UGLY. Will Louisville find it necessary to limit its season highlight film on 60 minutes in Lexington? See schedule.

BAD. (For Kentucky) South Carolina is fresh from a killer loss to Auburn. Last Wildcat win in Columbia happened in another century. 1999.

UGLY. October weather starts to roll in from northwest. Fans waver and wonder if they will get $46 worth at Commonwealth Stadium.

GOOD. (For Western) Middle Tennessee is only 1-3. Blue Raiders are fresh off a win over Memphis.

BAD. Promising in September, Toppers are 0-4 into October.

UGLY. Officiating. With 2:39 on the clock Hilltopper had a lead, the football, a first down and Arkansas State with no time outs.

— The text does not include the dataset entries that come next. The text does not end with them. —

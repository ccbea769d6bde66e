//! Throttled, compressed batching of a live event stream.
//!
//! The batcher consumes the generation's event stream, groups events into
//! [`DeltaBatch`]es and hands each one to a [`BatchSink`] (usually the delta
//! store). It owns the session lifecycle: exactly one [`Termination`] is
//! reported, after which no further batch is emitted.
//!
//! Flushes are serialized through a [`FlushLane`]. A flush needs a non-empty
//! buffer and at least `throttle` since the previous flush, and happens:
//! - before a non-incremental event is buffered, so a type change opens a new
//!   batch;
//! - after a non-incremental event other than `metadata` is buffered, so a
//!   tool call or step marker is never held back until the next event;
//! - after an incremental delta is buffered, if the trailing delta text
//!   matches the boundary matcher (or no matcher is configured).
//!
//! A trailing `metadata` event waits for the next event or the final drain.

use std::sync::{Arc, Mutex, MutexGuard, PoisonError};

use futures::{Stream, StreamExt as _};
use tokio::sync::{Notify, watch};
use tokio::time::Instant;
use tracing::{debug, info, warn};

use crate::abort::AbortSignal;
use crate::compress::compress;
use crate::config::BatcherConfig;
use crate::errors::{BatchFailure, GenerationError, StoreError};
use crate::event::StreamEvent;
use crate::lane::FlushLane;
use crate::message::MessageMetadata;

/// Persistable slice `[start, end)` of a session's uncompressed event sequence.
#[derive(Clone, Debug, PartialEq, serde::Serialize, serde::Deserialize)]
pub struct DeltaBatch {
    pub start: usize,
    pub end: usize,
    pub events: Vec<StreamEvent>,
}

/// Terminal outcome of a batcher. Reported exactly once.
#[derive(Clone, Debug, PartialEq)]
pub enum Termination {
    Finished,
    Aborted,
    Failed(BatchFailure),
}

/// Receiver of flushed batches and of the terminal outcome.
#[async_trait::async_trait]
pub trait BatchSink: Send + Sync {
    /// Persists one batch. An error fails the batcher.
    async fn on_delta(&self, batch: &DeltaBatch) -> Result<(), StoreError>;

    /// Called exactly once, after the last `on_delta` has settled.
    async fn on_terminal(&self, outcome: &Termination);
}

#[derive(Clone, Copy, Debug, PartialEq, Eq)]
enum Phase {
    Active,
    /// `finish` won and is draining the buffer.
    Draining,
    Finished,
    Aborted,
    Failed,
}

#[derive(Default)]
struct Pending {
    events: Vec<StreamEvent>,
    /// Uncompressed index of `events[0]`.
    cursor: usize,
    last_flush: Option<Instant>,
    last_metadata: Option<MessageMetadata>,
}

/// Batches a session's event stream into persisted deltas.
pub struct DeltaBatcher {
    config: BatcherConfig,
    sink: Arc<dyn BatchSink>,
    signal: AbortSignal,
    lane: FlushLane,
    phase: Mutex<Phase>,
    pending: Mutex<Pending>,
    done: watch::Sender<Option<Termination>>,
    closed: Notify,
}

fn lock<T>(mutex: &Mutex<T>) -> MutexGuard<'_, T> {
    mutex.lock().unwrap_or_else(PoisonError::into_inner)
}

impl DeltaBatcher {
    pub fn new(config: BatcherConfig, sink: Arc<dyn BatchSink>, signal: AbortSignal) -> Self {
        let (done, _) = watch::channel(None);
        Self {
            config,
            sink,
            signal,
            lane: FlushLane::new(),
            phase: Mutex::new(Phase::Active),
            pending: Mutex::new(Pending::default()),
            done,
            closed: Notify::new(),
        }
    }

    /// Drives the batcher from `events` until a terminal outcome is reached.
    ///
    /// End of stream finishes, a stream error fails, and the abort signal
    /// aborts. Terminal calls made directly on the batcher also end the loop.
    pub async fn run<S>(self: Arc<Self>, events: S) -> Termination
    where
        S: Stream<Item = Result<StreamEvent, GenerationError>> + Send,
    {
        let mut events = std::pin::pin!(events);
        let mut signal = self.signal.clone();
        loop {
            tokio::select! {
                biased;
                _ = signal.aborted() => {
                    self.abort().await;
                    break;
                }
                _ = self.closed.notified() => break,
                next = events.next() => match next {
                    Some(Ok(event)) => {
                        if let Err(err) = self.push(event).await {
                            self.fail(err.into()).await;
                            break;
                        }
                    }
                    Some(Err(err)) => {
                        warn!(error = %err, "generation stream failed");
                        self.fail(err.into()).await;
                        break;
                    }
                    None => {
                        self.finish().await;
                        break;
                    }
                },
            }
        }
        self.terminated().await
    }

    /// Buffers one event and flushes when the flush rule allows.
    ///
    /// A no-op once the batcher left the active state.
    pub async fn push(&self, event: StreamEvent) -> Result<(), StoreError> {
        if !self.is_active() {
            return Ok(());
        }
        if !event.is_incremental() && self.flush_due() {
            self.flush().await?;
        }
        let held = matches!(event, StreamEvent::Metadata { .. });
        let flush_now = {
            let mut pending = lock(&self.pending);
            pending.events.push(event);
            match trailing_delta(&pending.events) {
                Some(text) => self
                    .config
                    .boundary
                    .as_ref()
                    .is_none_or(|re| re.is_match(&text)),
                None => !held,
            }
        };
        if flush_now && self.flush_due() {
            self.flush().await?;
        }
        Ok(())
    }

    /// Flushes everything still buffered and reports `Finished`.
    ///
    /// Returns false when another terminal transition already won.
    pub async fn finish(&self) -> bool {
        if !self.claim(Phase::Draining) {
            return false;
        }
        let drained = self.lane.run(self.flush_batch(true)).await;
        let outcome = match drained {
            Ok(()) => {
                *lock(&self.phase) = Phase::Finished;
                Termination::Finished
            }
            Err(err) => {
                *lock(&self.phase) = Phase::Failed;
                Termination::Failed(err.into())
            }
        };
        self.report(outcome).await;
        true
    }

    /// Reports `Aborted` once any in-flight flush settled.
    pub async fn abort(&self) -> bool {
        if !self.claim(Phase::Aborted) {
            return false;
        }
        self.lane.settle().await;
        self.report(Termination::Aborted).await;
        true
    }

    /// Reports `Failed` once any in-flight flush settled.
    pub async fn fail(&self, failure: BatchFailure) -> bool {
        if !self.claim(Phase::Failed) {
            return false;
        }
        self.lane.settle().await;
        self.report(Termination::Failed(failure)).await;
        true
    }

    /// Waits for the terminal outcome.
    pub async fn terminated(&self) -> Termination {
        let mut rx = self.done.subscribe();
        loop {
            if let Some(outcome) = rx.borrow_and_update().clone() {
                return outcome;
            }
            // The sender lives as long as `self`.
            let _ = rx.changed().await;
        }
    }

    /// Terminal outcome, if already reported.
    pub fn outcome(&self) -> Option<Termination> {
        self.done.borrow().clone()
    }

    /// Flush lane used by this batcher.
    pub fn lane(&self) -> &FlushLane {
        &self.lane
    }

    fn is_active(&self) -> bool {
        *lock(&self.phase) == Phase::Active
    }

    fn claim(&self, next: Phase) -> bool {
        let mut phase = lock(&self.phase);
        if *phase != Phase::Active {
            return false;
        }
        *phase = next;
        true
    }

    async fn report(&self, outcome: Termination) {
        info!(outcome = ?outcome, "delta batcher terminated");
        self.sink.on_terminal(&outcome).await;
        self.done.send_replace(Some(outcome));
        self.closed.notify_one();
    }

    fn flush_due(&self) -> bool {
        let pending = lock(&self.pending);
        let throttled = pending
            .last_flush
            .is_some_and(|at| at.elapsed() < self.config.throttle);
        !pending.events.is_empty() && !throttled
    }

    async fn flush(&self) -> Result<(), StoreError> {
        self.lane.run(self.flush_batch(false)).await
    }

    /// Takes the whole buffer as one batch and hands it to the sink.
    ///
    /// Only the draining `finish` may flush outside the active state, so no
    /// batch follows a terminal outcome.
    async fn flush_batch(&self, draining: bool) -> Result<(), StoreError> {
        if draining {
            if *lock(&self.phase) != Phase::Draining {
                return Ok(());
            }
        } else if !self.is_active() || self.signal.is_aborted() {
            return Ok(());
        }

        let batch = {
            let mut pending = lock(&self.pending);
            if pending.events.is_empty() {
                return Ok(());
            }
            let raw = std::mem::take(&mut pending.events);
            let start = pending.cursor;
            let end = start + raw.len();
            pending.cursor = end;
            pending.last_flush = Some(Instant::now());
            let events = compress(&dedupe_metadata(raw, &mut pending.last_metadata));
            DeltaBatch { start, end, events }
        };

        debug!(
            start = batch.start,
            end = batch.end,
            events = batch.events.len(),
            "flushing delta batch"
        );
        self.sink.on_delta(&batch).await.inspect_err(|err| {
            warn!(start = batch.start, end = batch.end, error = %err, "persisting delta batch failed");
        })
    }
}

/// Concatenated text of the trailing run of same-part deltas, if the buffer
/// ends in an incremental delta.
fn trailing_delta(events: &[StreamEvent]) -> Option<String> {
    let last = events.last()?;
    last.delta_text()?;
    let mut run: Vec<&str> = Vec::new();
    for event in events.iter().rev() {
        let same_part = match (last, event) {
            (StreamEvent::TextDelta { id, .. }, StreamEvent::TextDelta { id: other, .. })
            | (
                StreamEvent::ReasoningDelta { id, .. },
                StreamEvent::ReasoningDelta { id: other, .. },
            ) => id == other,
            _ => false,
        };
        if !same_part {
            break;
        }
        run.extend(event.delta_text());
    }
    run.reverse();
    Some(run.concat())
}

/// Coalesces a batch's metadata events into one patch at the position of the
/// last one, dropping it entirely when it equals the last emitted patch.
fn dedupe_metadata(
    events: Vec<StreamEvent>,
    last_emitted: &mut Option<MessageMetadata>,
) -> Vec<StreamEvent> {
    let Some(last_index) = events
        .iter()
        .rposition(|event| matches!(event, StreamEvent::Metadata { .. }))
    else {
        return events;
    };

    let mut merged = MessageMetadata::default();
    for event in &events {
        if let StreamEvent::Metadata { message_metadata } = event {
            merged.merge(message_metadata);
        }
    }
    let keep = last_emitted.as_ref() != Some(&merged);

    let mut out = Vec::with_capacity(events.len());
    for (index, event) in events.into_iter().enumerate() {
        if !matches!(event, StreamEvent::Metadata { .. }) {
            out.push(event);
        } else if keep && index == last_index {
            out.push(StreamEvent::metadata(merged.clone()));
        }
    }
    if keep {
        *last_emitted = Some(merged);
    }
    out
}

A review official in the press box cancelled the first down, Tops tried again on fourth down, didn’t make it and the visiting Red Wolves drove 66 yards and scored with 43 second left.

NOTES ON UK OFFENSE

Items for offensive side of Kentucky’s football team.

• Calm down.

• Savvy up. Until a team demonstrates it can play within three touchdowns of Florida and LSU, it can expect no border line calls from officials.

• Coaches and offensive linemen go find an Arkansas-Texas A&M game film and see How-to Protect a quarterback 101. Razorback Tyler Wilson had time and focus to complete 30 of 51 passes for 510 yards.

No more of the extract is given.